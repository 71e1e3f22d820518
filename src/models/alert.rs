//! Alert events and monitor reports.

use crate::constants::AlertSeverity;
use chrono::{DateTime, Utc};
use serde::{Deserialize, Serialize};
use uuid::Uuid;

/// A single rule that fired, with the value that tripped it
#[derive(Debug, Clone, PartialEq, Serialize, Deserialize)]
pub struct TriggeredRule {
    pub name: String,
    pub measured: f64,
    pub threshold: f64,
}

impl TriggeredRule {
    pub fn new(name: impl Into<String>, measured: f64, threshold: f64) -> Self {
        Self {
            name: name.into(),
            measured,
            threshold,
        }
    }
}

#[derive(Debug, Clone, Copy, PartialEq, Eq, Serialize, Deserialize)]
#[serde(rename_all = "snake_case")]
pub enum AlertSource {
    MetricsMonitor,
    ModeController,
}

/// Structured alert forwarded to an [`AlertSink`](crate::events::AlertSink)
#[derive(Debug, Clone, PartialEq, Serialize, Deserialize)]
pub struct AlertEvent {
    pub id: Uuid,
    pub severity: AlertSeverity,
    pub source: AlertSource,
    pub message: String,
    pub rules: Vec<TriggeredRule>,
    pub timestamp: DateTime<Utc>,
}

impl AlertEvent {
    pub fn new(
        severity: AlertSeverity,
        source: AlertSource,
        message: impl Into<String>,
        rules: Vec<TriggeredRule>,
    ) -> Self {
        Self {
            id: Uuid::new_v4(),
            severity,
            source,
            message: message.into(),
            rules,
            timestamp: Utc::now(),
        }
    }

    pub fn rule_names(&self) -> Vec<&str> {
        self.rules.iter().map(|r| r.name.as_str()).collect()
    }
}

/// Result of one metrics monitor evaluation
#[derive(Debug, Clone, PartialEq, Serialize, Deserialize)]
pub struct AlertReport {
    /// `None` when no rule fired
    pub severity: Option<AlertSeverity>,
    pub rules: Vec<TriggeredRule>,
    pub hit_rate: f64,
    pub error_rate: f64,
    /// An alert was handed to the sink on this evaluation
    pub published: bool,
    /// Rules fired but publication was rate limited
    pub suppressed: bool,
    pub timestamp: DateTime<Utc>,
}

impl AlertReport {
    pub fn has_alerts(&self) -> bool {
        !self.rules.is_empty()
    }

    pub fn rule(&self, name: &str) -> Option<&TriggeredRule> {
        self.rules.iter().find(|r| r.name == name)
    }
}
pub mod decision_service;

pub use decision_service::{DecisionResponse, DecisionService, ServiceStatus};
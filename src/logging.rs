//! # Structured Logging Module
//!
//! Environment-aware structured logging for the decision service. Console
//! output by default, JSON lines when `DECISION_LOG_FORMAT=json`.

use crate::constants::{AlertSeverity, OperatingMode};
use crate::models::TriggeredRule;
use chrono::Utc;
use std::process;
use std::sync::OnceLock;
use tracing_subscriber::{fmt, layer::SubscriberExt, util::SubscriberInitExt, EnvFilter, Layer};

static LOGGER_INITIALIZED: OnceLock<()> = OnceLock::new();

/// Initialize structured logging with environment-specific configuration
pub fn init_structured_logging() {
    LOGGER_INITIALIZED.get_or_init(|| {
        let environment = get_environment();
        let filter = EnvFilter::try_from_default_env()
            .unwrap_or_else(|_| EnvFilter::new(get_log_level(&environment)));
        let json = use_json_format();

        let console = if json {
            fmt::layer()
                .with_target(true)
                .with_thread_ids(true)
                .with_level(true)
                .json()
                .boxed()
        } else {
            fmt::layer()
                .with_target(true)
                .with_thread_ids(true)
                .with_level(true)
                .with_ansi(true)
                .boxed()
        };

        // Another subscriber (e.g. a test harness) may already be installed
        if tracing_subscriber::registry()
            .with(console.with_filter(filter))
            .try_init()
            .is_err()
        {
            tracing::debug!("Global tracing subscriber already initialized");
        }

        tracing::info!(
            pid = process::id(),
            environment = %environment,
            json = json,
            "🔧 STRUCTURED LOGGING: Initialized"
        );
    });
}

fn get_environment() -> String {
    std::env::var("DECISION_ENV")
        .or_else(|_| std::env::var("APP_ENV"))
        .unwrap_or_else(|_| "development".to_string())
}

fn get_log_level(environment: &str) -> &'static str {
    match environment {
        "production" => "info",
        _ => "debug",
    }
}

fn use_json_format() -> bool {
    std::env::var("DECISION_LOG_FORMAT")
        .map(|v| v.eq_ignore_ascii_case("json"))
        .unwrap_or(false)
}

/// Log an operating mode change
pub fn log_mode_transition(from: OperatingMode, to: OperatingMode, reason: &str) {
    let marker = match to {
        OperatingMode::Normal => "🟢",
        OperatingMode::Degraded => "🟡",
        OperatingMode::Offline => "🔴",
    };
    tracing::warn!(
        from = %from,
        to = %to,
        reason = %reason,
        timestamp = %Utc::now().to_rfc3339(),
        "{marker} MODE_TRANSITION"
    );
}

/// Log structured data for cache operations
pub fn log_cache_operation(
    operation: &str,
    fingerprint: Option<&str>,
    status: &str,
    duration_ms: Option<f64>,
    details: Option<&str>,
) {
    tracing::debug!(
        operation = %operation,
        fingerprint = fingerprint,
        status = %status,
        duration_ms = duration_ms,
        details = details,
        timestamp = %Utc::now().to_rfc3339(),
        "💾 CACHE_OPERATION"
    );
}

/// Log the outcome of an alert evaluation that fired
pub fn log_alert(severity: AlertSeverity, rules: &[TriggeredRule], published: bool) {
    let names: Vec<&str> = rules.iter().map(|r| r.name.as_str()).collect();
    match severity {
        AlertSeverity::Critical | AlertSeverity::High => tracing::error!(
            severity = %severity,
            rules = ?names,
            published = published,
            timestamp = %Utc::now().to_rfc3339(),
            "🚨 ALERT"
        ),
        AlertSeverity::Warning | AlertSeverity::Info => tracing::warn!(
            severity = %severity,
            rules = ?names,
            published = published,
            timestamp = %Utc::now().to_rfc3339(),
            "⚠️ ALERT"
        ),
    }
}
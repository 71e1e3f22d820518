use decision_core::{FieldValue, RequestContext};
use proptest::prelude::*;
use std::collections::HashMap;

pub fn symbol_strategy() -> impl Strategy<Value = String> {
    "[A-Z]{2,6}"
}

pub fn field_value_strategy() -> impl Strategy<Value = FieldValue> {
    prop_oneof![
        any::<bool>().prop_map(FieldValue::Bool),
        (-1_000_000i64..1_000_000).prop_map(FieldValue::Integer),
        (-1.0e6f64..1.0e6).prop_map(FieldValue::Float),
        "[a-z]{0,8}".prop_map(FieldValue::Text),
    ]
}

pub fn fields_strategy() -> impl Strategy<Value = Vec<(String, FieldValue)>> {
    prop::collection::vec(("[a-z]{1,8}", field_value_strategy()), 0..8).prop_map(|pairs| {
        // keep the first occurrence of each name
        let mut seen = HashMap::new();
        pairs
            .into_iter()
            .filter(|(name, _)| seen.insert(name.clone(), ()).is_none())
            .collect()
    })
}

pub fn context_from(symbol: &str, fields: &[(String, FieldValue)]) -> RequestContext {
    fields
        .iter()
        .fold(RequestContext::new(symbol).expect("non-empty symbol"), |ctx, (name, value)| {
            ctx.field(name.clone(), value.clone())
        })
}

pub fn numbered_context(i: usize) -> RequestContext {
    RequestContext::new("BTC")
        .expect("non-empty symbol")
        .field("price", 100.0 + i as f64)
        .field("volume", 1_000i64)
}
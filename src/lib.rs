#![allow(clippy::missing_errors_doc)] // Allow public functions without # Errors sections
#![allow(clippy::must_use_candidate)] // Allow methods without must_use when context is clear

//! # Decision Core Rust
//!
//! Low-latency decision-serving core: a TTL-bound cache in front of an
//! inference step, with sampled size enforcement, hit/miss/error accounting,
//! throttled alerting and a health-driven NORMAL / DEGRADED / OFFLINE failover
//! state machine.
//!
//! ## Overview
//!
//! A request is fingerprinted from a subset of its fields and looked up in an
//! external key-value store. On a miss the compute step runs under a hard
//! deadline and its result is written back with the configured TTL. Any
//! infrastructure failure along the way is counted and converted into either a
//! cache miss or a fallback decision; callers always get an answer.
//!
//! ## Module Organization
//!
//! - [`services`] - [`DecisionService`], the public entry point
//! - [`cache`] - fingerprinting, store adapters, eviction, the decision cache
//! - [`compute`] - the inference boundary and a mock backend
//! - [`resilience`] - mode controller and health monitor
//! - [`metrics`] - counter registry, OpenTelemetry mirror, alert monitor
//! - [`events`] - alert sinks
//! - [`config`] - typed configuration and layered loading
//! - [`error`] - structured error handling
//! - [`logging`] - structured logging setup and helpers
//!
//! ## Quick Start
//!
//! ```rust,no_run
//! use decision_core::cache::InMemoryCacheStore;
//! use decision_core::compute::MockInferenceBackend;
//! use decision_core::events::TracingAlertSink;
//! use decision_core::{DecisionService, DecisionServiceConfig, RequestContext};
//! use std::sync::Arc;
//! use std::time::Duration;
//!
//! # async fn example() -> Result<(), Box<dyn std::error::Error>> {
//! let service = DecisionService::new(
//!     DecisionServiceConfig::default(),
//!     Arc::new(InMemoryCacheStore::new()),
//!     Arc::new(MockInferenceBackend::new("local", Duration::from_millis(5))),
//!     Arc::new(TracingAlertSink),
//! )?;
//! service.start();
//!
//! let context = RequestContext::new("BTC")?.field("price", 100.0);
//! let response = service.decide(&context).await;
//! println!("{} (cache hit: {})", response.decision.action, response.cache_hit);
//!
//! service.shutdown().await;
//! # Ok(())
//! # }
//! ```

pub mod cache;
pub mod compute;
pub mod config;
pub mod constants;
pub mod error;
pub mod events;
pub mod logging;
pub mod metrics;
pub mod models;
pub mod resilience;
pub mod services;

pub use config::{ConfigManager, DecisionServiceConfig};
pub use constants::{AlertSeverity, OperatingMode, RiskLevel, SourceMode};
pub use error::{DecisionError, Result};
pub use metrics::{DecisionMetrics, MetricsSnapshot};
pub use models::{AlertEvent, AlertReport, Decision, FieldValue, RequestContext};
pub use services::{DecisionResponse, DecisionService, ServiceStatus};
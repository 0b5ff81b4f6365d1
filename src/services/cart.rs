// src/services/cart.rs

use crate::errors::AppError;
use crate::models::Order;
use crate::money::Cents;
use crate::store::{ItemsClient, Query};
use async_trait::async_trait;
use serde_json::json;
use std::sync::Arc;
use tracing::{info, instrument, warn};
use uuid::Uuid;

/// Collection holding cart lines and finalized orders alike.
pub const ORDERS_COLLECTION: &str = "orders";

/// The set of a user's not-yet-finalized order lines.
///
/// State machine per (user, item): `absent → pending(qty) → {pending(qty') |
/// absent}`. At most one pending line exists per (user, item); adds to an
/// existing item adjust quantity in place instead of duplicating. No
/// cross-request locking is provided: concurrent edits of the same line are
/// last-write-wins, which is acceptable for a single-user-editable resource.
#[async_trait]
pub trait CartStore: Send + Sync {
  /// Creates a pending line with `quantity`, or increments the existing
  /// line for (user, item) by `quantity`. Returns the resulting line.
  async fn add_or_increment(&self, user_id: Uuid, item_id: Uuid, quantity: i64) -> Result<Order, AppError>;

  /// Overwrites a line's quantity. A quantity of zero or less deletes the
  /// line; deleting an already-absent line succeeds silently. Only a line
  /// owned by `user_id` is touched: a positive quantity for someone else's
  /// line (or an unknown id) is `NotFound`.
  async fn set_quantity(&self, user_id: Uuid, order_id: Uuid, quantity: i64) -> Result<(), AppError>;

  /// All pending lines for the user, in store-insertion order.
  async fn list_pending(&self, user_id: Uuid) -> Result<Vec<Order>, AppError>;

  /// Finalizes one line: sets `status=complete` together with `amount_paid`
  /// and `payment_message`. Used only by checkout.
  async fn complete(
    &self,
    user_id: Uuid,
    order_id: Uuid,
    amount_paid: Cents,
    payment_message: &str,
  ) -> Result<(), AppError>;
}

/// `CartStore` over the items API `orders` collection.
///
/// Ownership of write targets is trusted to the session-scoped handlers;
/// the items API has no per-user credential to enforce it again.
pub struct PendingOrderStore {
  client: Arc<ItemsClient>,
}

impl PendingOrderStore {
  pub fn new(client: Arc<ItemsClient>) -> Self {
    Self { client }
  }

  async fn find_pending_line(&self, user_id: Uuid, item_id: Uuid) -> Result<Option<Order>, AppError> {
    let query = Query::new()
      .eq("user_id", user_id)
      .eq("product_id", item_id)
      .eq("status", "pending");
    let mut lines: Vec<Order> = self.client.list(ORDERS_COLLECTION, &query).await?;
    if lines.len() > 1 {
      // A double-click race can leave duplicates behind; merge on the first
      // line and let the others be edited away by the user.
      warn!(%user_id, %item_id, count = lines.len(), "Multiple pending lines for one item");
    }
    Ok(if lines.is_empty() { None } else { Some(lines.remove(0)) })
  }
}

#[async_trait]
impl CartStore for PendingOrderStore {
  #[instrument(name = "cart::add_or_increment", skip(self))]
  async fn add_or_increment(&self, user_id: Uuid, item_id: Uuid, quantity: i64) -> Result<Order, AppError> {
    if quantity < 1 {
      return Err(AppError::Validation("Quantity must be a positive number.".to_string()));
    }

    match self.find_pending_line(user_id, item_id).await? {
      Some(mut line) => {
        let new_quantity = line.quantity.saturating_add(quantity);
        self
          .client
          .patch(ORDERS_COLLECTION, line.id, &json!({ "units": new_quantity }))
          .await?;
        line.quantity = new_quantity;
        info!(order_id = %line.id, new_quantity, "Incremented existing cart line");
        Ok(line)
      }
      None => {
        let payload = json!({
          "user_id": user_id,
          "product_id": item_id,
          "status": "pending",
          "units": quantity,
        });
        let line: Order = self.client.create(ORDERS_COLLECTION, &payload).await?;
        info!(order_id = %line.id, quantity, "Created new cart line");
        Ok(line)
      }
    }
  }

  #[instrument(name = "cart::set_quantity", skip(self))]
  async fn set_quantity(&self, user_id: Uuid, order_id: Uuid, quantity: i64) -> Result<(), AppError> {
    // The items API is called with one process-wide credential, so the
    // ownership check has to happen here before the write.
    let query = Query::new().eq("id", order_id).eq("user_id", user_id);
    let mut lines: Vec<Order> = self.client.list(ORDERS_COLLECTION, &query).await?;
    let Some(line) = lines.pop() else {
      if quantity <= 0 {
        // Already gone, or never this user's line; removal stays idempotent.
        return Ok(());
      }
      return Err(AppError::NotFound("Cart line not found".to_string()));
    };

    if quantity <= 0 {
      // Delete, not a stored zero.
      self.client.delete(ORDERS_COLLECTION, line.id).await?;
      info!(%order_id, "Removed cart line");
    } else {
      self
        .client
        .patch(ORDERS_COLLECTION, line.id, &json!({ "units": quantity }))
        .await?;
      info!(%order_id, quantity, "Updated cart line quantity");
    }
    Ok(())
  }

  #[instrument(name = "cart::list_pending", skip(self))]
  async fn list_pending(&self, user_id: Uuid) -> Result<Vec<Order>, AppError> {
    let query = Query::new().eq("user_id", user_id).eq("status", "pending");
    let lines = self.client.list(ORDERS_COLLECTION, &query).await?;
    Ok(lines)
  }

  #[instrument(name = "cart::complete", skip(self, payment_message))]
  async fn complete(
    &self,
    _user_id: Uuid,
    order_id: Uuid,
    amount_paid: Cents,
    payment_message: &str,
  ) -> Result<(), AppError> {
    self
      .client
      .patch(
        ORDERS_COLLECTION,
        order_id,
        &json!({
          "status": "complete",
          "amount_paid": amount_paid,
          "payment_message": payment_message,
        }),
      )
      .await?;
    info!(%order_id, %amount_paid, "Finalized order line");
    Ok(())
  }
}
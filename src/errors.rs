// src/errors.rs

use actix_web::{HttpResponse, ResponseError};
use serde_json::json;
use thiserror::Error;

/// Failures talking to the external items API.
///
/// Transport problems (connection refused, DNS, timeout) are all
/// `Unavailable`; the per-call timeout configured on the client maps here
/// too. Non-2xx answers and undecodable bodies get their own variants so
/// logs can tell an unreachable store from a misbehaving one.
#[derive(Debug, Error)]
pub enum StoreError {
  #[error("items API unreachable: {0}")]
  Unavailable(#[source] reqwest::Error),

  #[error("items API returned status {status} for '{collection}'")]
  Status { status: u16, collection: String },

  #[error("failed to decode items API response for '{collection}': {source}")]
  Decode {
    collection: String,
    #[source]
    source: reqwest::Error,
  },
}

#[derive(Debug, Error)]
pub enum AppError {
  #[error("Validation Error: {0}")]
  Validation(String),

  #[error("Authentication Failed: {0}")]
  Auth(String),

  #[error("Resource Not Found: {0}")]
  NotFound(String),

  /// Checkout was attempted with no pending order lines.
  #[error("Cart is empty")]
  EmptyCart,

  /// Every line of a checkout failed; the cart is unchanged.
  #[error("Checkout failed: {0}")]
  CheckoutFailed(String),

  /// The catalog could not be read. Recoverable and user-visible
  /// ("try again"), never fatal to the process.
  #[error("Catalog unavailable: {0}")]
  CatalogUnavailable(String),

  #[error("Store Error: {0}")]
  Store(#[from] StoreError),

  #[error("Session Error: {0}")]
  Session(String),

  #[error("Configuration Error: {0}")]
  Config(String),

  #[error("Internal Server Error: {0}")]
  Internal(String),
}

// Handlers occasionally use `?` on functions returning anyhow::Result.
impl From<anyhow::Error> for AppError {
  fn from(err: anyhow::Error) -> Self {
    AppError::Internal(err.to_string())
  }
}

impl ResponseError for AppError {
  fn error_response(&self) -> HttpResponse {
    // Log the full error when it's turned into a response.
    tracing::error!(application_error = %self, "Responding with error");
    match self {
      AppError::Validation(m) => HttpResponse::BadRequest().json(json!({"error": m})),
      AppError::Auth(m) => HttpResponse::Unauthorized().json(json!({"error": m})),
      AppError::NotFound(m) => HttpResponse::NotFound().json(json!({"error": m})),
      AppError::EmptyCart => HttpResponse::BadRequest().json(json!({"error": "Cart is empty"})),
      AppError::CheckoutFailed(m) => {
        HttpResponse::InternalServerError().json(json!({"error": "Checkout failed", "detail": m}))
      }
      AppError::CatalogUnavailable(m) => {
        HttpResponse::InternalServerError().json(json!({"error": "Catalog unavailable", "detail": m}))
      }
      AppError::Store(_) => HttpResponse::InternalServerError().json(json!({"error": "Internal server error"})),
      AppError::Session(_) => HttpResponse::InternalServerError().json(json!({"error": "Session handling failed"})),
      AppError::Config(m) => {
        HttpResponse::InternalServerError().json(json!({"error": "Configuration issue", "detail": m}))
      }
      AppError::Internal(m) => {
        HttpResponse::InternalServerError().json(json!({"error": "An internal error occurred", "detail": m}))
      }
    }
  }
}

// Define a Result type alias for the application.
pub type Result<T, E = AppError> = std::result::Result<T, E>;
// src/web/handlers/mod.rs

pub mod auth_handlers;
pub mod budget_handlers;
pub mod cart_handlers;
pub mod dashboard_handlers;
pub mod project_handlers;
pub mod shop_handlers;
pub mod task_handlers;
pub mod team_handlers;
// src/web/handlers/auth_handlers.rs

use actix_session::Session;
use actix_web::http::header;
use actix_web::{web, HttpResponse};
use serde::Deserialize;
use serde_json::json;
use tracing::{info, instrument, warn};

use crate::errors::AppError;
use crate::models::User;
use crate::services::auth;
use crate::state::AppState;
use crate::store::Query;
use crate::web::session::{SessionUser, SESSION_USER_KEY};

pub const USERS_COLLECTION: &str = "users";

#[derive(Deserialize, Debug)]
pub struct SignupPayload {
  pub name: String,
  pub email: String,
  pub phone: String,
  pub password: String,
}

#[derive(Deserialize, Debug)]
pub struct LoginPayload {
  pub email: String,
  pub password: String,
}

#[derive(Deserialize, Debug)]
pub struct UpdateUserPayload {
  pub name: Option<String>,
  pub phone: Option<String>,
  pub profile_image: Option<String>,
}

/// `POST /signup` — register a new user. The password is argon2-hashed
/// before it ever reaches the items API.
#[instrument(name = "handler::signup", skip(app_state, payload))]
pub async fn signup_handler(
  app_state: web::Data<AppState>,
  payload: web::Json<SignupPayload>,
) -> Result<HttpResponse, AppError> {
  let SignupPayload { name, email, phone, password } = payload.into_inner();

  if name.trim().is_empty() || email.trim().is_empty() || phone.trim().is_empty() || password.is_empty() {
    return Err(AppError::Validation("Please fill all the fields".to_string()));
  }

  let existing: Vec<User> = app_state
    .items
    .list(USERS_COLLECTION, &Query::new().eq("email", &email))
    .await?;
  if !existing.is_empty() {
    return Err(AppError::Validation("Email already registered".to_string()));
  }

  let password_hash = auth::hash_password(&password)?;
  let user: User = app_state
    .items
    .create(
      USERS_COLLECTION,
      &json!({
        "name": name,
        "email": email,
        "phone": phone,
        "password": password_hash,
      }),
    )
    .await?;

  info!(user_id = %user.id, "User registered");
  Ok(HttpResponse::Created().json(json!({
    "message": "User registered successfully",
    "user": user,
  })))
}

/// `POST /login` — verify credentials and load the user into the session.
#[instrument(name = "handler::login", skip(app_state, payload, session))]
pub async fn login_handler(
  app_state: web::Data<AppState>,
  payload: web::Json<LoginPayload>,
  session: Session,
) -> Result<HttpResponse, AppError> {
  let LoginPayload { email, password } = payload.into_inner();

  if email.trim().is_empty() || password.is_empty() {
    return Err(AppError::Validation("Please fill in all fields".to_string()));
  }

  let mut users: Vec<User> = app_state
    .items
    .list(USERS_COLLECTION, &Query::new().eq("email", &email))
    .await?;

  let Some(user) = users.pop() else {
    warn!("Login attempt for unknown email");
    return Err(AppError::Auth("Invalid credentials".to_string()));
  };

  if !auth::verify_password(&user.password, &password)? {
    warn!(user_id = %user.id, "Login attempt with wrong password");
    return Err(AppError::Auth("Invalid credentials".to_string()));
  }

  let session_user = SessionUser {
    id: user.id,
    name: user.name.clone(),
    email: user.email.clone(),
    phone: user.phone.clone(),
  };
  session_user.persist(&session)?;

  info!(user_id = %user.id, "Login successful");
  Ok(HttpResponse::Ok().json(json!({
    "message": "Login successful",
    "redirect": "/dashboard",
  })))
}

/// `GET /logout` — destroy the session and return to the home page.
#[instrument(name = "handler::logout", skip(session))]
pub async fn logout_handler(session: Session) -> HttpResponse {
  session.purge();
  HttpResponse::SeeOther()
    .insert_header((header::LOCATION, "/"))
    .finish()
}

/// `POST /update-user` — partial profile update; the session copy is
/// refreshed so later requests see the new values.
#[instrument(name = "handler::update_user", skip(app_state, payload, session, user), fields(user_id = %user.id))]
pub async fn update_user_handler(
  app_state: web::Data<AppState>,
  payload: web::Json<UpdateUserPayload>,
  session: Session,
  user: SessionUser,
) -> Result<HttpResponse, AppError> {
  let UpdateUserPayload { name, phone, profile_image } = payload.into_inner();

  let mut update = serde_json::Map::new();
  if let Some(name) = &name {
    update.insert("name".to_string(), json!(name));
  }
  if let Some(phone) = &phone {
    update.insert("phone".to_string(), json!(phone));
  }
  if let Some(profile_image) = &profile_image {
    update.insert("profile_image".to_string(), json!(profile_image));
  }
  if update.is_empty() {
    return Err(AppError::Validation("Nothing to update".to_string()));
  }

  app_state
    .items
    .patch(USERS_COLLECTION, user.id, &serde_json::Value::Object(update))
    .await?;

  let refreshed = SessionUser {
    id: user.id,
    name: name.unwrap_or(user.name),
    email: user.email,
    phone: phone.or(user.phone),
  };
  session
    .insert(SESSION_USER_KEY, &refreshed)
    .map_err(|e| AppError::Session(format!("failed to refresh session user: {}", e)))?;

  Ok(HttpResponse::Ok().json(json!({ "message": "User updated successfully" })))
}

....

- **Work to be completed**
A single figure is required: the number of lines in the entries that hold the string "bool".

- **Finished task**
6